We’ve all been there as young children, after realizing we did something that would surely earn us a scolding from our parents. We close our eyes tight, cover our ears, and hope our efforts to shut out the world will somehow vanquish the trouble we created.
Of course, we learn right away that we can’t run away from our problems. That no matter how much we pretend they don’t exist, they do. And at some point, there’s going to be a reckoning.
But there’s one man out there who still believes if he runs fast enough, trouble won’t catch up. That if he closes his eyes and covers his ears, he can wipe those concerns out of existence.
Sorry, governor, that’s not how it works.

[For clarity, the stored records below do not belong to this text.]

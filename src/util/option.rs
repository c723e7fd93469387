use std::hint;

pub(crate) trait OptionExtension<T> {
    unsafe fn unreachable(self) -> T;
}

impl<T> OptionExtension<T> for Option<T> {
    /// Acts similarly to [`Option::unwrap`] but with [`unreachable!`] in the none branch for dev
    /// and [`unreachable_unchecked`](hint::unreachable_unchecked) for release builds.
    ///
    /// Invoking this method states that [`None`] is impossible at the call site, which is also why
    /// no panic annotations are attached to it.
    unsafe fn unreachable(self) -> T {
        match self {
            Some(val) => val,
            None if cfg!(debug_assertions) => unreachable!(),
            // SAFETY: It is the responsibility of the caller to ensure that None is impossible when
            // invoking this method.
            None => unsafe { hint::unreachable_unchecked() },
        }
    }
}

For nearly a year, Andrew Cuomo couldn’t get enough of the public and the press, talking to all of us about the coronavirus pandemic, feuding with leaders like Mayor Bill de Blasio out in the open, and not afraid to field any question offered him, even if many times he never actually answered that question in the first place.

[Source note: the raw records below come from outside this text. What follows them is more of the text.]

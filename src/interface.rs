//! Bus transaction engine
//!
//! This is the part of the driver where correctness is defined purely by
//! timing. One *transaction* is a run of enable pulses against a fixed
//! RS/R&#x2F;W setting; each pulse transfers one 4-bit nibble, and a byte is two
//! pulses, most significant nibble first. The controller latches written data
//! on the **falling** enable edge and presents read data while enable is
//! high.
//!
//! There is no acknowledgement, no busy handshake inside a transaction, and
//! no retry. If a wait below is shortened past the datasheet minimum the
//! transfer silently corrupts; the only observable symptom is wrong content
//! on the glass. The wait lengths come from [`Timing`](crate::timing::Timing)
//! and every one of them is performed through the caller-supplied
//! [`DelayNs`].
//!
//! Sequencing per transaction:
//!
//! ```text
//! begin:     RS, R/W set -> t_AS wait -> E high -> strobe wait
//! continue:  t_DSW wait -> E low -> cycle remainder -> E high -> strobe wait
//! end:       t_DSW wait -> E low -> hold wait; bus idle
//! ```

use embedded_hal::delay::DelayNs;

use crate::bus::PinBus;
use crate::config::Config;
use crate::hal::{ClockControl, Gpio, PinMode};
use crate::timing::Timing;

/// Target register of a transaction
#[derive(Clone, Copy, Debug, PartialEq, Eq)]
pub enum Register {
    /// Instruction register: commands, busy flag, address counter
    Instruction,
    /// Data register: DDRAM/CGRAM content
    Data,
}

/// Transfer direction of a transaction
#[derive(Clone, Copy, Debug, PartialEq, Eq)]
pub enum Direction {
    /// MCU drives the data pins
    Write,
    /// Controller drives the data pins
    Read,
}

impl Direction {
    const fn is_read(self) -> bool {
        matches!(self, Self::Read)
    }
}

/// The 4-pin parallel bus with its timing state machine
///
/// Owns the GPIO collaborator and the pin assignment; exclusively owns the
/// bus electrically - nothing else may drive these pins while a transaction
/// is in flight, and the driver assumes a single execution context with no
/// preemption across a transaction.
pub struct ParallelBus<G> {
    gpio: G,
    pins: PinBus,
    timing: Timing,
}

impl<G: Gpio + ClockControl> ParallelBus<G> {
    /// Build the bus from a validated configuration
    pub fn new(gpio: G, config: &Config) -> Self {
        Self {
            gpio,
            pins: PinBus::from_config(config),
            timing: Timing::new(config.time_scaler),
        }
    }

    /// Electrically configure every bus pin; see [`PinBus::configure`]
    pub fn configure(&mut self) {
        self.pins.configure(&mut self.gpio);
    }

    /// Whether a backlight pin was assigned
    #[must_use]
    pub const fn has_backlight(&self) -> bool {
        self.pins.has_backlight()
    }

    /// Drive the backlight pin; returns false when none is assigned
    pub fn set_backlight(&mut self, on: bool) -> bool {
        self.pins.set_backlight(&mut self.gpio, on)
    }

    /// Hand the GPIO collaborator back
    pub fn release(self) -> G {
        self.gpio
    }

    /// Open a transaction: address the controller and raise enable
    pub fn begin_transaction<D: DelayNs>(
        &mut self,
        register: Register,
        direction: Direction,
        delay: &mut D,
    ) {
        self.pins
            .select_register(&mut self.gpio, matches!(register, Register::Data));
        self.pins
            .set_read_write(&mut self.gpio, direction.is_read());
        delay.delay_ns(self.timing.address_setup());
        self.pins.set_enable(&mut self.gpio, true);
        delay.delay_ns(self.timing.strobe_for(direction.is_read()));
    }

    /// Cycle enable between two nibbles of an open transaction
    pub fn continue_transaction<D: DelayNs>(&mut self, direction: Direction, delay: &mut D) {
        delay.delay_ns(self.timing.data_setup());
        self.pins.set_enable(&mut self.gpio, false);
        delay.delay_ns(self.timing.cycle_remainder());
        self.pins.set_enable(&mut self.gpio, true);
        delay.delay_ns(self.timing.strobe_for(direction.is_read()));
    }

    /// Close a transaction and leave the bus idle
    pub fn end_transaction<D: DelayNs>(&mut self, delay: &mut D) {
        delay.delay_ns(self.timing.data_setup());
        self.pins.set_enable(&mut self.gpio, false);
        delay.delay_ns(self.timing.end_hold());
    }

    /// Write bytes to one register in a single transaction
    ///
    /// Each byte goes out high nibble first; the controller reassembles and
    /// latches on every falling enable edge. Empty input is the caller's
    /// mistake and is filtered out before this layer.
    pub fn write_bytes<D: DelayNs>(&mut self, register: Register, data: &[u8], delay: &mut D) {
        if data.is_empty() {
            return;
        }
        self.pins.set_data_direction(&mut self.gpio, PinMode::Output);
        self.begin_transaction(register, Direction::Write, delay);
        let last = data.len() - 1;
        for (index, byte) in data.iter().enumerate() {
            self.pins.drive_nibble(&mut self.gpio, byte >> 4);
            self.continue_transaction(Direction::Write, delay);
            self.pins.drive_nibble(&mut self.gpio, byte & 0x0F);
            if index != last {
                self.continue_transaction(Direction::Write, delay);
            }
        }
        self.end_transaction(delay);
    }

    /// Read bytes from one register in a single transaction
    ///
    /// The data pins are switched to input first; each sampled nibble pair is
    /// reassembled high-then-low. Every byte read advances the controller's
    /// address counter as a hardware side effect.
    pub fn read_bytes<D: DelayNs>(&mut self, register: Register, buf: &mut [u8], delay: &mut D) {
        if buf.is_empty() {
            return;
        }
        self.pins.set_data_direction(&mut self.gpio, PinMode::Input);
        self.begin_transaction(register, Direction::Read, delay);
        let last = buf.len() - 1;
        for index in 0..buf.len() {
            let high = self.pins.sample_nibble(&mut self.gpio);
            self.continue_transaction(Direction::Read, delay);
            let low = self.pins.sample_nibble(&mut self.gpio);
            buf[index] = high << 4 | low;
            if index != last {
                self.continue_transaction(Direction::Read, delay);
            }
        }
        self.end_transaction(delay);
    }

    /// Transfer a single raw nibble to the instruction register
    ///
    /// Used by the power-on wake ritual, where the controller is still (or
    /// may still be) in 8-bit mode and must see lone 4-bit transfers. With
    /// `terminate` false the transaction is left open so follow-on bytes ride
    /// the same enable cycle train.
    pub fn write_raw_nibble<D: DelayNs>(&mut self, nibble: u8, terminate: bool, delay: &mut D) {
        self.pins.set_data_direction(&mut self.gpio, PinMode::Output);
        self.begin_transaction(Register::Instruction, Direction::Write, delay);
        self.pins.drive_nibble(&mut self.gpio, nibble & 0x0F);
        if terminate {
            self.end_transaction(delay);
        } else {
            self.continue_transaction(Direction::Write, delay);
        }
    }

    /// Continue an open transaction with full bytes, then close it
    ///
    /// Companion to [`write_raw_nibble`](Self::write_raw_nibble) with
    /// `terminate = false`: the one-time configuration write appends its
    /// command bytes to the still-open transaction.
    pub fn append_bytes<D: DelayNs>(&mut self, data: &[u8], delay: &mut D) {
        if data.is_empty() {
            self.end_transaction(delay);
            return;
        }
        let last = data.len() - 1;
        for (index, byte) in data.iter().enumerate() {
            self.pins.drive_nibble(&mut self.gpio, byte >> 4);
            self.continue_transaction(Direction::Write, delay);
            self.pins.drive_nibble(&mut self.gpio, byte & 0x0F);
            if index != last {
                self.continue_transaction(Direction::Write, delay);
            }
        }
        self.end_transaction(delay);
    }
}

Cuomo would be the first to tell you that he’s in control, even in the presence of the Fourth Estate. There was nothing a reporter could say or do that would penetrate his “super leader” armor, and it wasn’t even worth trying.
But those days are like a distant memory now. Cuomo spends almost no time with the press these days. Suddenly, he fears the coronavirus spread so much, it’s too dangerous to have reporters around.

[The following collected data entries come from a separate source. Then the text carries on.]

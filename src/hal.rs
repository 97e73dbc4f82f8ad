//! Collaborator traits for the MCU peripherals the driver bit-bangs through
//!
//! The driver never touches hardware registers itself. It is generic over two
//! narrow traits:
//!
//! - [`Gpio`] - per-pin mode, level, and pad (drive strength / slew rate)
//!   control, addressed by [`PinDescriptor`](crate::config::PinDescriptor)
//! - [`ClockControl`] - gating of the GPIO port clock domains
//!
//! Waiting is not part of this module: all timing goes through
//! [`embedded_hal::delay::DelayNs`], usually provided by
//! [`TickTimer`](crate::timer::TickTimer).
//!
//! All operations here are infallible. They model memory-mapped register
//! writes, which cannot report failure; a wiring mistake is caught earlier,
//! when the [`PinDescriptor`](crate::config::PinDescriptor) is constructed.

use crate::config::PinDescriptor;

/// Logic level on a GPIO pin
#[derive(Clone, Copy, Debug, PartialEq, Eq)]
pub enum Level {
    /// Logic low
    Low,
    /// Logic high
    High,
}

impl Level {
    /// Level from a boolean, `true` mapping to [`Level::High`]
    #[must_use]
    pub const fn from_bool(high: bool) -> Self {
        if high { Self::High } else { Self::Low }
    }

    /// Whether this is [`Level::High`]
    #[must_use]
    pub const fn is_high(self) -> bool {
        matches!(self, Self::High)
    }
}

/// Direction of a GPIO pin
#[derive(Clone, Copy, Debug, PartialEq, Eq)]
pub enum PinMode {
    /// Pin is read by the MCU (bus read transactions, idle bus)
    Input,
    /// Pin is driven by the MCU
    Output,
}

/// Pad drive strength
///
/// The bus timing math in [`crate::timing`] assumes the rise/fall budget of
/// the strongest setting; [`PinBus::configure`](crate::bus::PinBus::configure)
/// therefore requests [`DriveStrength::Ma8`] on every bus pin.
#[derive(Clone, Copy, Debug, PartialEq, Eq)]
pub enum DriveStrength {
    /// 2 mA drive
    Ma2,
    /// 4 mA drive
    Ma4,
    /// 8 mA drive
    Ma8,
}

/// Pad slew rate control
#[derive(Clone, Copy, Debug, PartialEq, Eq)]
pub enum SlewControl {
    /// No slew rate limiting
    Disabled,
    /// Slew rate limited to keep edges within the pad's rise/fall spec
    Enabled,
}

/// GPIO port identifier
#[derive(Clone, Copy, Debug, PartialEq, Eq)]
pub enum Port {
    /// Port A
    A,
    /// Port B
    B,
    /// Port C
    C,
    /// Port D
    D,
    /// Port E
    E,
    /// Port F
    F,
}

impl Port {
    /// The clock domain feeding this port
    #[must_use]
    pub const fn clock_domain(self) -> ClockDomain {
        match self {
            Self::A => ClockDomain::GpioA,
            Self::B => ClockDomain::GpioB,
            Self::C => ClockDomain::GpioC,
            Self::D => ClockDomain::GpioD,
            Self::E => ClockDomain::GpioE,
            Self::F => ClockDomain::GpioF,
        }
    }

    pub(crate) const fn index(self) -> usize {
        match self {
            Self::A => 0,
            Self::B => 1,
            Self::C => 2,
            Self::D => 3,
            Self::E => 4,
            Self::F => 5,
        }
    }
}

/// Peripheral clock domain identifier
#[derive(Clone, Copy, Debug, PartialEq, Eq)]
pub enum ClockDomain {
    /// GPIO port A clock
    GpioA,
    /// GPIO port B clock
    GpioB,
    /// GPIO port C clock
    GpioC,
    /// GPIO port D clock
    GpioD,
    /// GPIO port E clock
    GpioE,
    /// GPIO port F clock
    GpioF,
}

/// Number of distinct [`ClockDomain`] values
pub(crate) const CLOCK_DOMAIN_COUNT: usize = 6;

impl ClockDomain {
    pub(crate) const fn index(self) -> usize {
        match self {
            Self::GpioA => 0,
            Self::GpioB => 1,
            Self::GpioC => 2,
            Self::GpioD => 3,
            Self::GpioE => 4,
            Self::GpioF => 5,
        }
    }
}

/// Per-pin GPIO operations
///
/// Implement this once for the target MCU. Every call receives the full
/// [`PinDescriptor`], so the implementation can resolve the port base address
/// and pin mask without any state of its own.
pub trait Gpio {
    /// Switch a pin between input and output
    fn set_mode(&mut self, pin: &PinDescriptor, mode: PinMode);

    /// Drive an output pin to the given level
    fn write(&mut self, pin: &PinDescriptor, level: Level);

    /// Sample the current level of a pin
    fn read(&mut self, pin: &PinDescriptor) -> Level;

    /// Configure pad drive strength and slew rate control
    fn configure_pad(&mut self, pin: &PinDescriptor, strength: DriveStrength, slew: SlewControl);
}

/// Peripheral clock gating
pub trait ClockControl {
    /// Enable a clock domain and block until it is ready
    ///
    /// Must be idempotent: enabling an already-running domain is a no-op.
    fn enable_domain(&mut self, domain: ClockDomain);
}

Of course, never mind that he’s drowning in scandal, whether it be for nursing home deaths or the growing list of former employees accusing him of sexual harassment if not outright sexual assault.
After yet another week of events with virtually no reporters in tow, the Journalists Association of New York has said this media-phobia must stop. It’s an affront to the public the governor serves — a public represented by reporters.
Should we have expected any less? In the shadow of Donald Trump, Andrew Cuomo appeared to very much be the leader many of us sought, especially through the most difficult of times.
But then Trump is removed from the equation, and what’s left? A realization that Cuomo was not so much an antidote to Trump, but more that he was simply Trump Lite.
Political leaders have a way of attacking the press the moment reporters assert their independence and refuse to view the world with the same rose-colored glasses they do. And when they find themselves in trouble, they simply wait it out, hoping the press — and the public they represent — will get bored and move on to something else.
Don’t worry, governor. When you open your eyes and uncover your ears, we can assure you that all of us will be right here waiting for you.